Trace tools for addressing performance issues on Android: current inadequacies and new solutions

This article examines existing tools for investigating performance issues in Android apps, as well as introducing a new, more advanced tool for this purpose. It first describes profiling, then system trace tools, discussing their functionality and uses, and also their limitations in addressing performance issues effectively. It then explores a novel tool that records traces for Android applications, visually representing the executed methods and their interconnections. It offers insights on leveraging such tools to proactively identify and address performance issues before end-users experience them.

‍

Working on performance mainly consists of two different parts.

‍

Part 1. Monitoring

Metrics and user interactions
High-level picture of application + backend
No code-level details

Part 2. App’s Instrumentation

Analysis of the program’s dynamic behavior
Provide some information about actual code execution
Profiling/tracing approaches

Profiling

Let’s dive deeper into profiling. Profiling is an approach in which we automatically:

generate some statistical summary of programming execution
collect data on RAM/CPU utilization, frequency, and duration of functions’ calls.

How it works (sampling profiling):

The program is interrupted during the execution
The profiler visits all threads’ call stacks and collects data about running functions
The profiler collects current memory usage
The process is repeated during the whole execution (for example, ~ms)

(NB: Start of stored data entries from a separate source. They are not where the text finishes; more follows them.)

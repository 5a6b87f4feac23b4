//! # hostscope-core
//!
//! **A small, steady heartbeat for a machine's vital signs.**
//!
//! `hostscope-core` samples CPU load, drive and network throughput,
//! temperatures and fan speed once per period, turns cumulative kernel
//! counters into per-interval deltas, and keeps the last W samples of every
//! series in a rolling window ready for plotting.
//!
//! ## Quick Start
//!
//! ```no_run
//! use hostscope_core::{MonitorConfig, build_sampler};
//!
//! let config = MonitorConfig::default();
//! let (mut sampler, inventory) = build_sampler(&config).expect("CPU counters");
//! println!("{} cores, {} drives", inventory.cpu_cores, inventory.drives.len());
//!
//! let report = sampler.tick();
//! for chart in sampler.snapshots() {
//!     println!("{} up to {}", chart.display_title(), chart.y_max);
//! }
//! println!("tick {} took {:?}", report.tick, report.elapsed);
//! ```
//!
//! ## Architecture
//!
//! Counter sources → Adapters (delta) → Sampler (one tick) → Charts
//! (rolling window + unit scale) → snapshots
//!
//! Every source implements [`MetricAdapter`] and yields one [`Reading`] per
//! series per tick. A failed reading becomes "no data" for that series only;
//! the rest of the tick carries on. Throughput charts pick a unit from a
//! ladder (Bytes/s, KiB/s, MiB/s, GiB/s), moving at most one rung per tick,
//! and advertise a power-of-two ceiling that fits the visible data.

pub mod adapter;
pub mod adapters;
pub mod chart;
pub mod config;
pub mod counters;
pub mod error;
pub mod platform;
pub mod sampler;
pub mod scale;
pub mod window;

pub use adapter::{MetricAdapter, MetricKind, Reading};
pub use chart::{Chart, ChartSnapshot, ScaleChange};
pub use config::{Config, HostPaths, MonitorConfig};
pub use counters::{BlockStat, CounterSet, CpuTicks, NetBytes, Snapshot};
pub use error::{Result, SampleError};
pub use platform::{DriveInfo, Inventory, build_sampler};
pub use sampler::{
    ChartId, Diagnostic, Sampler, SamplerState, SharedSampler, TickOutcome, TickReport, run_loop,
};
pub use scale::{ScaleLadder, ScaleState, best_fit_ceiling};
pub use window::{RollingWindow, Sample, SeriesSnapshot};

/// Library version (from Cargo.toml).
pub const VERSION: &str = env!("CARGO_PKG_VERSION");
//! Authorization decisions that go beyond ownership scoping.
//!
//! Ownership itself is enforced at the query layer (every task query filters
//! by the requesting user's id); the only elevation in the system is the
//! binary staff flag checked here.

use crate::auth::extractors::CurrentUser;
use crate::error::AppError;

/// Requires the requester to be a staff user.
///
/// Non-staff requesters receive `Forbidden` (403). This is distinct from the
/// `NotFound` used for ownership mismatches: the existence of an admin
/// endpoint is not secret, only the data behind it.
pub fn require_staff(user: &CurrentUser) -> Result<(), AppError> {
    if user.is_staff {
        Ok(())
    } else {
        Err(AppError::Forbidden("Staff access required".into()))
    }
}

Such data is processed and visualized as a flame graph (how much time was spent on each method and how often each method is executed, but it doesn't have any time axis).

‍

When to use

Quick detection of slow and frequent method calls (or lines of code)
Determine bottleneck methods to optimize in single-thread app
Detect high CPU usage/memory leaks

Problems

Output is highly overwhelmed
Can’t visualize multithreading dependencies - useless for multithreading problems
Sampling can lead to missing some methods

But it's still a handy, robust, and easy-to-use tool.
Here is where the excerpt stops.